The GIAC GCIH exam, GIAC Certified Incident Handler, is a respected certification exam within the GIAC Penetration Testing certification track. It is designed for professionals who handle incidents, investigate attacks, and respond to security events in real-world environments. Candidates who pursue this exam typically want to strengthen their ability to detect threats, analyze malicious activity, and support effective incident response. Earning this certification can help demonstrate practical skills that matter in cybersecurity operations and investigation roles.
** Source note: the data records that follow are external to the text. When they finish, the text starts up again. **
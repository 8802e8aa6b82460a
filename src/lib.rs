//! # Style Compiler Native
//!
//! Compile-time style inlining for JSX mini-program components.
//!
//! ## Pipeline
//!
//! 1. **parse**: oxc parses the component. The default-exported render output is
//!    lowered into an owned element tree (`ComponentIR`). Stylesheet and
//!    native-component imports are recorded.
//! 2. **class_list / value / color**: every static `className` is tokenized.
//!    Arbitrary values such as `bg-[rgba(0,0,0,0.5)]` are parsed, and colors are
//!    validated and normalized (`#00000080`).
//! 3. **stylesheet / utility / resolve**: companion stylesheet rules
//!    (specificity, then source order) and utility expansions become one
//!    declaration list per element.
//! 4. **transform**: declarations are written back as `style` attributes.
//!    Inline values always win.
//!
//! ## Invariants
//!
//! 1. Elements are keyed by the byte offset of their opening tag. The same key
//!    is used by `parse`, `resolve` and `transform`.
//! 2. A `compileMode` attribute marks its element and every descendant. With
//!    `compileMode`-only output, nothing outside those subtrees is touched.
//! 3. Errors carry a stable `S-ERR-*` code and a location. Problems inside one
//!    class string are diagnostics. Only unparseable sources and stylesheets
//!    fail the transform.

#[cfg(feature = "napi")]
use napi_derive::napi;

pub mod cache;
pub mod class_list;
pub mod color;
pub mod discovery;
pub mod parse;
pub mod resolve;
pub mod stylesheet;
pub mod transform;
pub mod utility;
pub mod validate;
pub mod value;
pub mod visitor;

#[cfg(test)]
mod fixture_tests;
#[cfg(test)]
mod parse_tests;

pub use cache::IncrementalCache;
pub use class_list::{parse_class_list, ClassKind, ClassList, ClassToken};
pub use color::{ColorFormat, Rgba};
pub use discovery::{find_component_files, transform_directory, transform_file, BatchReport};
pub use parse::parse_component;
pub use resolve::{resolve_styles, ResolvedStyle, StyleResolution};
pub use stylesheet::{parse_stylesheet, StyleDeclaration, StyleSheet};
pub use transform::{transform_source, TransformOptions, TransformOutput};
pub use value::{parse_value, ArbitraryValue, FunctionCall};
pub use validate::*;

#[cfg(feature = "napi")]
pub use transform::transform_native;

#[cfg(feature = "napi")]
#[napi]
pub fn compile_bridge() -> String {
    "Style Native Bridge Connected".to_string()
}
#[cfg(test)]
mod tests {
    use super::*;

    #[test]
    fn test_rgba_function() {
        let value = parse_value("rgba(0,0,0,0.5)").unwrap();
        let call = value.as_function().unwrap();
        assert_eq!(call.name, "rgba");
        assert_eq!(
            call.args,
            vec![
                ArbitraryValue::Number(0.0),
                ArbitraryValue::Number(0.0),
                ArbitraryValue::Number(0.0),
                ArbitraryValue::Number(0.5),
            ]
        );
        assert_eq!(value.to_css(), "rgba(0,0,0,0.5)");
    }

    #[test]
    fn test_space_and_slash_separated_arguments() {
        let value = parse_value("rgb(10 20 30 / 50%)").unwrap();
        let call = value.as_function().unwrap();
        assert_eq!(call.args.len(), 4);
        assert_eq!(call.args[3], ArbitraryValue::Percentage(50.0));
    }

    #[test]
    fn test_scalars() {
        assert_eq!(
            parse_value("12px").unwrap(),
            ArbitraryValue::Dimension { value: 12.0, unit: "px".to_string() }
        );
        assert_eq!(parse_value(".5").unwrap(), ArbitraryValue::Number(0.5));
        assert_eq!(parse_value("-1.5e2").unwrap(), ArbitraryValue::Number(-150.0));
        assert_eq!(
            parse_value("2em").unwrap(),
            ArbitraryValue::Dimension { value: 2.0, unit: "em".to_string() }
        );
        assert_eq!(parse_value("50%").unwrap(), ArbitraryValue::Percentage(50.0));
        assert_eq!(parse_value("#0f0").unwrap(), ArbitraryValue::Hex("#0f0".to_string()));
        assert_eq!(parse_value("red").unwrap(), ArbitraryValue::Keyword("red".to_string()));
    }

    #[test]
    fn test_raw_and_url_functions() {
        let calc = parse_value("calc(100% - var(--gap))").unwrap();
        assert_eq!(calc.to_css(), "calc(100% - var(--gap))");
        assert!(calc.is_length_like());

        assert_eq!(
            parse_value("url('/img/bg.png')").unwrap(),
            ArbitraryValue::Url("/img/bg.png".to_string())
        );
        assert!(parse_value("var(--x)").unwrap().is_length_like());
    }

    #[test]
    fn test_list() {
        let value = parse_value("0 0 4px red").unwrap();
        assert!(matches!(value, ArbitraryValue::List(ref items) if items.len() == 4));
        assert_eq!(value.to_css(), "0 0 4px red");
    }

    #[test]
    fn test_nested_function() {
        let value = parse_value("drop-shadow(0 0 2px rgba(0,0,0,0.2))").unwrap();
        let call = value.as_function().unwrap();
        assert_eq!(call.args.len(), 4);
        assert!(call.args[3].as_function().is_some());
    }

    #[test]
    fn test_function_keeps_separators() {
        let gradient = parse_value("linear-gradient(to right,red,blue)").unwrap();
        assert_eq!(gradient.to_css(), "linear-gradient(to right,red,blue)");

        let shadow = parse_value("drop-shadow(0 0 2px rgba(0, 0, 0, 0.2))").unwrap();
        assert_eq!(shadow.to_css(), "drop-shadow(0 0 2px rgba(0,0,0,0.2))");

        let modern = parse_value("rgb(10 20 30 / 50%)").unwrap();
        assert_eq!(modern.to_css(), "rgb(10,20,30,50%)");

        let ratio = parse_value("foo(1 / 2)").unwrap();
        assert_eq!(ratio.to_css(), "foo(1 / 2)");
    }

    #[test]
    fn test_syntax_errors() {
        for bad in ["", "rgba(0,0,0", "(1,2)", "12px)", "#zz", "rgba(0;0)", "'open"] {
            let err = parse_value(bad).unwrap_err();
            assert_eq!(err.code, ERR_VALUE_SYNTAX, "{}", bad);
        }
    }
}
use crate::validate::{ElementNode, ExpressionNode, FragmentNode, TemplateNode, TextNode};

/// Read-only traversal over the element tree built by `parse`.
///
/// Rules:
/// 1. Children are visited in document order.
/// 2. Implementers override `visit_*` methods to add behavior.
/// 3. Implementers call the matching `walk_*` function to keep descending,
///    or skip it to prune the subtree.
pub trait TemplateVisitor {
    fn visit_node(&mut self, node: &TemplateNode) {
        walk_node(self, node);
    }

    fn visit_element(&mut self, element: &ElementNode) {
        walk_element(self, element);
    }

    fn visit_fragment(&mut self, fragment: &FragmentNode) {
        walk_fragment(self, fragment);
    }

    fn visit_text(&mut self, _text: &TextNode) {}

    fn visit_expression(&mut self, _expression: &ExpressionNode) {}

    fn visit_children(&mut self, children: &[TemplateNode]) {
        walk_children(self, children);
    }
}

pub fn walk_node<V: TemplateVisitor + ?Sized>(visitor: &mut V, node: &TemplateNode) {
    match node {
        TemplateNode::Element(el) => visitor.visit_element(el),
        TemplateNode::Fragment(f) => visitor.visit_fragment(f),
        TemplateNode::Text(t) => visitor.visit_text(t),
        TemplateNode::Expression(e) => visitor.visit_expression(e),
    }
}

pub fn walk_children<V: TemplateVisitor + ?Sized>(visitor: &mut V, children: &[TemplateNode]) {
    for node in children {
        visitor.visit_node(node);
    }
}

pub fn walk_element<V: TemplateVisitor + ?Sized>(visitor: &mut V, element: &ElementNode) {
    visitor.visit_children(&element.children);
}

pub fn walk_fragment<V: TemplateVisitor + ?Sized>(visitor: &mut V, fragment: &FragmentNode) {
    visitor.visit_children(&fragment.children);
}

/// Mutable counterpart used by passes that annotate the tree in place.
pub trait TemplateVisitorMut {
    fn visit_node_mut(&mut self, node: &mut TemplateNode) {
        walk_node_mut(self, node);
    }

    fn visit_element_mut(&mut self, element: &mut ElementNode) {
        walk_children_mut(self, &mut element.children);
    }

    fn visit_fragment_mut(&mut self, fragment: &mut FragmentNode) {
        walk_children_mut(self, &mut fragment.children);
    }
}

pub fn walk_node_mut<V: TemplateVisitorMut + ?Sized>(visitor: &mut V, node: &mut TemplateNode) {
    match node {
        TemplateNode::Element(el) => visitor.visit_element_mut(el),
        TemplateNode::Fragment(f) => visitor.visit_fragment_mut(f),
        TemplateNode::Text(_) | TemplateNode::Expression(_) => {}
    }
}

pub fn walk_children_mut<V: TemplateVisitorMut + ?Sized>(
    visitor: &mut V,
    children: &mut [TemplateNode],
) {
    for node in children {
        visitor.visit_node_mut(node);
    }
}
| # | Exam Topics | Sub-Topics | Approximate Weightage (%) |
|---|---|---|---|
| 1 | Detecting Covert Communications | Tunneling methods, DNS-based communication, encrypted channels, beaconing patterns | 14% |
| 2 | Detecting Exploitation Tools | Tool identification, exploit behavior, payload delivery, attacker utility traces | 15% |
| 3 | Drive-By Attacks | Web compromise indicators, malicious redirects, browser exploitation, infection chains | 13% |
| 4 | Endpoint Attack and Pivoting | Lateral movement, remote access methods, pivot detection, compromised host analysis | 16% |
| 5 | Incident Response and Cyber Investigation | Response workflow, evidence handling, triage, incident scoping and reporting | 18% |
| 6 | Memory and Malware Investigation | Memory artifacts, malware behavior, process analysis, persistence indicators | 12% |
| 7 | Network Investigations | Traffic analysis, log review, packet inspection, suspicious connection patterns | 12% |
This exam tests more than memorization. It checks how well candidates can recognize attack behavior, investigate evidence, and apply incident response knowledge in practical scenarios. Strong candidates understand both endpoint and network clues, can interpret malicious activity quickly, and know how to connect artifacts into a clear investigation story.
QA4Exam.com offers the Exam PDF with actual questions and answers, plus an Online Practice Test designed to help you prepare efficiently for the GIAC GCIH exam. These resources give you a realistic exam simulation, so you can get familiar with the question style and improve your time management before test day. The content is updated and includes verified answers, helping you focus on the most relevant material. With consistent practice, you can build confidence and increase your chances of passing on the first attempt.
Yes, it can be challenging because it focuses on practical incident handling, investigation, and threat detection skills. Candidates who prepare with structured study and practice usually perform better.
It is suitable for security professionals who work in incident response, cyber investigation, network defense, and related roles. It is also a good fit for candidates in the GIAC Penetration Testing certification track who want stronger defensive and investigative skills.
Braindumps alone are not the best approach. You should use them as part of a broader preparation plan that includes understanding the topics, practicing scenarios, and reviewing explanations.
Hands-on experience is very helpful because the exam covers incident response and investigation concepts that are easier to understand when applied in practice. Even if you are still building experience, focused study and practice tests can help you prepare effectively.
QA4Exam.com dumps and the Online Practice Test are strong preparation tools, but combining them with topic review can improve your readiness. Using multiple study methods helps you retain concepts and handle different question styles.
They help you study with actual questions and answers, practice under exam-like conditions, and manage your time more effectively. This combination can improve accuracy, confidence, and speed on exam day.
The Exam PDF provides question and answer content for study, while the Online Practice Test gives you a simulation-style format for active practice. Together, they support both review and self-assessment before the GIAC GCIH exam.
Adam works as a Security Administrator for Umbrella Inc. A project has been assigned to him to test the network security of the company. He created a webpage to discuss the progress of the tests with employees who were interested in following the test. Visitors were allowed to click on a company's icon to mark the progress of the test. Adam successfully embeds a keylogger. He also added some statistics on the webpage. The firewall protects the network well and allows strict Internet access.
How was security compromised and how did the firewall respond?
You enter the following URL on your Web browser:
http://www.we-are-secure.com/scripts/..%co%af../..%co%
af../windows/system32/cmd.exe?/c+dir+c:\
What kind of attack are you performing?
Adam has installed and configured his wireless network. He has enabled numerous security features such as changing the default SSID, enabling WPA encryption, and enabling MAC filtering on his wireless router. Adam notices that when he uses his wireless connection, the speed is sometimes 16 Mbps and sometimes it is only 8 Mbps or less. Adam connects to the management utility wireless router and finds out that a machine with an unfamiliar name is connected through his wireless connection. Paul checks the router's logs and notices that the unfamiliar machine has the same MAC address as his laptop.
Which of the following attacks has been occurred on the wireless network of Adam?
Which of the following types of attacks is only intended to make a computer resource unavailable to its users?